Anomie has uploaded a new change for review.
https://gerrit.wikimedia.org/r/71816
Change subject: Fix mw.ustring edge cases
......................................................................
Fix mw.ustring edge cases
A few edge cases were being incorrectly handled:
* mw.ustring.sub( 'abc', 1, 0 ) returned 'a', not ''.
* mw.ustring.codepoint( 'abc', 1, 0 ) returned 97, not no results.
* mw.ustring.codepoint( 'abc', 4, 4 ) returned 99, not no results.
* mw.ustring.gcodepoint had the same issues as mw.ustring.codepoint.
Change-Id: Ib8c0ef5a8073106eb7d90d0aa0513be4525dca08
---
M engines/LuaCommon/UstringLibrary.php
M engines/LuaCommon/lualib/ustring/ustring.lua
M tests/engines/LuaCommon/UstringLibraryTests.lua
3 files changed, 51 insertions(+), 5 deletions(-)
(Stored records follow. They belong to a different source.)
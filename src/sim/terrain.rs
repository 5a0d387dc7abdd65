//! Destructible terrain grid
//!
//! Column-major grid of material cells. Generated once per match from two
//! noise fields (surface height and stone veins) and afterwards only
//! changed by explosions clearing sand.

use rand::Rng;
use serde::{Deserialize, Serialize};

use super::noise::ValueNoise;
use crate::map_range;

/// Terrain cell material
#[derive(Debug, Clone, Copy, PartialEq, Eq, Default, Serialize, Deserialize)]
#[repr(u8)]
pub enum Material {
    #[default]
    Air = 0,
    Sand = 1,
    Stone = 2,
}

impl Material {
    /// Anything a projectile or tank can rest on
    #[inline]
    pub fn is_solid(self) -> bool {
        self != Material::Air
    }
}

/// Frequency of the surface height noise along x
const SURFACE_FREQ: f32 = 0.02;
/// Frequency of the stone vein noise
const STONE_FREQ: f32 = 0.05;

/// The destructible playfield
#[derive(Debug, Clone, PartialEq, Eq)]
pub struct TerrainGrid {
    cols: i32,
    rows: i32,
    cells: Vec<Material>,
}

impl TerrainGrid {
    /// An all-air grid
    pub fn empty(cols: i32, rows: i32) -> Self {
        let cols = cols.max(0);
        let rows = rows.max(0);
        Self {
            cols,
            rows,
            cells: vec![Material::Air; (cols * rows) as usize],
        }
    }

    /// Generate rolling sand hills with stone pockets
    pub fn generate<R: Rng + ?Sized>(
        cols: i32,
        rows: i32,
        stone_threshold: f32,
        rng: &mut R,
    ) -> Self {
        let surface_offset: f32 = rng.random_range(0.0..1000.0);
        let stone_offset: f32 = rng.random_range(0.0..1000.0);
        let noise = ValueNoise::new(rng);

        let mut grid = Self::empty(cols, rows);
        let top = grid.rows as f32 * 0.4;
        let bottom = grid.rows as f32 * 0.8;

        for x in 0..grid.cols {
            let surface = map_range(
                noise.sample1(surface_offset + x as f32 * SURFACE_FREQ),
                0.0,
                1.0,
                top,
                bottom,
            );
            for y in 0..grid.rows {
                if (y as f32) < surface {
                    continue;
                }
                let vein = noise.sample2(
                    stone_offset + x as f32 * STONE_FREQ,
                    stone_offset + y as f32 * STONE_FREQ,
                );
                let material = if vein > stone_threshold {
                    Material::Stone
                } else {
                    Material::Sand
                };
                grid.set_cell(x, y, material);
            }
        }

        log::debug!(
            "Generated {}x{} terrain: {} sand, {} stone",
            grid.cols,
            grid.rows,
            grid.count(Material::Sand),
            grid.count(Material::Stone)
        );
        grid
    }

    #[inline]
    pub fn cols(&self) -> i32 {
        self.cols
    }

    #[inline]
    pub fn rows(&self) -> i32 {
        self.rows
    }

    #[inline]
    pub fn in_bounds(&self, col: i32, row: i32) -> bool {
        col >= 0 && col < self.cols && row >= 0 && row < self.rows
    }

    #[inline]
    fn index(&self, col: i32, row: i32) -> usize {
        (col * self.rows + row) as usize
    }

    /// Material at a cell, `None` outside the grid
    pub fn cell_at(&self, col: i32, row: i32) -> Option<Material> {
        if self.in_bounds(col, row) {
            Some(self.cells[self.index(col, row)])
        } else {
            None
        }
    }

    /// Overwrite a cell; returns false (and does nothing) outside the grid
    ///
    /// Crate-internal: outside generation and test fixtures, the only
    /// writer is `carve_crater`, which never touches stone.
    pub(crate) fn set_cell(&mut self, col: i32, row: i32, material: Material) -> bool {
        if !self.in_bounds(col, row) {
            return false;
        }
        let idx = self.index(col, row);
        self.cells[idx] = material;
        true
    }

    /// First non-air row in a column, scanning down from the top
    pub fn surface_row(&self, col: i32) -> Option<i32> {
        (0..self.rows).find(|&row| self.cell_at(col, row).is_some_and(Material::is_solid))
    }

    /// Number of cells of a material
    pub fn count(&self, material: Material) -> usize {
        self.cells.iter().filter(|&&m| m == material).count()
    }

    /// Raw cells, column-major
    pub fn cells(&self) -> &[Material] {
        &self.cells
    }
}
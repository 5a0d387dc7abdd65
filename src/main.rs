//! Sketchbook entry point
//!
//! Headless driver: prints a Fibonacci report and plays scripted rounds of
//! the two game simulations, logging how they end. Run with
//! `RUST_LOG=info` to follow along.

use sketchbook_sim::numeric::{FibonacciRequest, evaluate};
use sketchbook_sim::runner::{RunPhase, RunnerInput, RunnerState};
use sketchbook_sim::settings::Settings;
use sketchbook_sim::sim::{GameState, MatchState, TickInput, tick};

/// Give up on a scripted match after this many ticks
const MAX_DEMO_TICKS: u64 = 200_000;

fn main() {
    env_logger::init();
    log::info!("Sketchbook (native) starting...");

    let mut args = std::env::args().skip(1);
    let n_arg = args.next().unwrap_or_else(|| "20".to_string());
    let settings = match args.next() {
        Some(path) => Settings::load(path),
        None => Settings::default(),
    };

    println!("\nFibonacci palindrome finder");
    match FibonacciRequest::parse(&n_arg).and_then(evaluate) {
        Ok(report) => println!("{report}"),
        Err(e) => println!("{e}"),
    }

    let seed = 0x5EED_u64;
    println!("\nArtillery duel (seed {seed})");
    play_artillery(seed, settings.clone());

    println!("\nEndless runner (seed {seed})");
    play_runner(seed, settings);
}

/// Both players fire at fixed aims, nudging power each turn
fn play_artillery(seed: u64, settings: Settings) {
    let mut state = GameState::with_settings(seed, settings);
    let mut turns = 0u32;

    while state.state != MatchState::GameOver && state.time_ticks < MAX_DEMO_TICKS {
        let input = match state.state.active_player() {
            Some(_) => {
                turns += 1;
                TickInput {
                    power_delta: if turns % 2 == 0 { 2.0 } else { -1.0 },
                    fire: true,
                    ..Default::default()
                }
            }
            None => TickInput::default(),
        };
        tick(&mut state, &input);
    }

    let snap = state.snapshot();
    println!(
        "State: {:?} after {} ticks, outcome {:?}",
        snap.state, snap.tick, snap.outcome
    );
    for tank in &snap.tanks {
        println!(
            "  {:?}: HP {:.0} | Shots {} | Combo {}/3",
            tank.player, tank.health, tank.shots_left, tank.consecutive_hits
        );
    }
}

/// Jump on a fixed rhythm until the dino trips
fn play_runner(seed: u64, settings: Settings) {
    let mut state = RunnerState::with_settings(seed, settings);
    sketchbook_sim::runner::tick(&mut state, &RunnerInput { action: true });

    while state.phase == RunPhase::Playing && state.time_ticks < MAX_DEMO_TICKS {
        let input = RunnerInput {
            action: state.time_ticks % 50 == 0,
        };
        sketchbook_sim::runner::tick(&mut state, &input);
    }

    println!(
        "Final Score: {} ({} ticks, {} obstacles on screen)",
        state.display_score(),
        state.time_ticks,
        state.obstacles.len()
    );
}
git pull ssh://gerrit.wikimedia.org:29418/mediawiki/extensions/Scribunto
refs/changes/16/71816/1
diff --git a/engines/LuaCommon/UstringLibrary.php
b/engines/LuaCommon/UstringLibrary.php
index fddffa8..3c16486 100644
--- a/engines/LuaCommon/UstringLibrary.php
+++ b/engines/LuaCommon/UstringLibrary.php
@@ -137,8 +137,11 @@
if ( $j < 0 ) {
$j = $l + $j + 1;
}
- $i = max( 1, min( $i, $l ) );
- $j = max( 1, min( $j, $l ) );
+ if ( $j < $i ) {
+ return array();
+ }
+ $i = max( 1, min( $i, $l + 1 ) );
+ $j = max( 1, min( $j, $l + 1 ) );
$s = mb_substr( $s, $i - 1, $j - $i + 1, 'UTF-8' );
return unpack( 'N*', mb_convert_encoding( $s, 'UTF-32BE',
'UTF-8' ) );
}
@@ -203,6 +206,9 @@
if ( $j < 0 ) {
$j = $len + $j + 1;
}
+ if ( $j < $i ) {
+ return array( '' );
+ }
$i = max( 1, min( $i, $len + 1 ) );
$j = max( 1, min( $j, $len + 1 ) );
$s = mb_substr( $s, $i - 1, $j - $i + 1, 'UTF-8' );
diff --git a/engines/LuaCommon/lualib/ustring/ustring.lua
b/engines/LuaCommon/lualib/ustring/ustring.lua
index 87f3b4a..5576624 100644
--- a/engines/LuaCommon/lualib/ustring/ustring.lua
+++ b/engines/LuaCommon/lualib/ustring/ustring.lua
@@ -241,8 +241,11 @@
if j < 0 then
j = cps.len + j + 1
end
- i = math.max( 1, math.min( i, cps.len ) )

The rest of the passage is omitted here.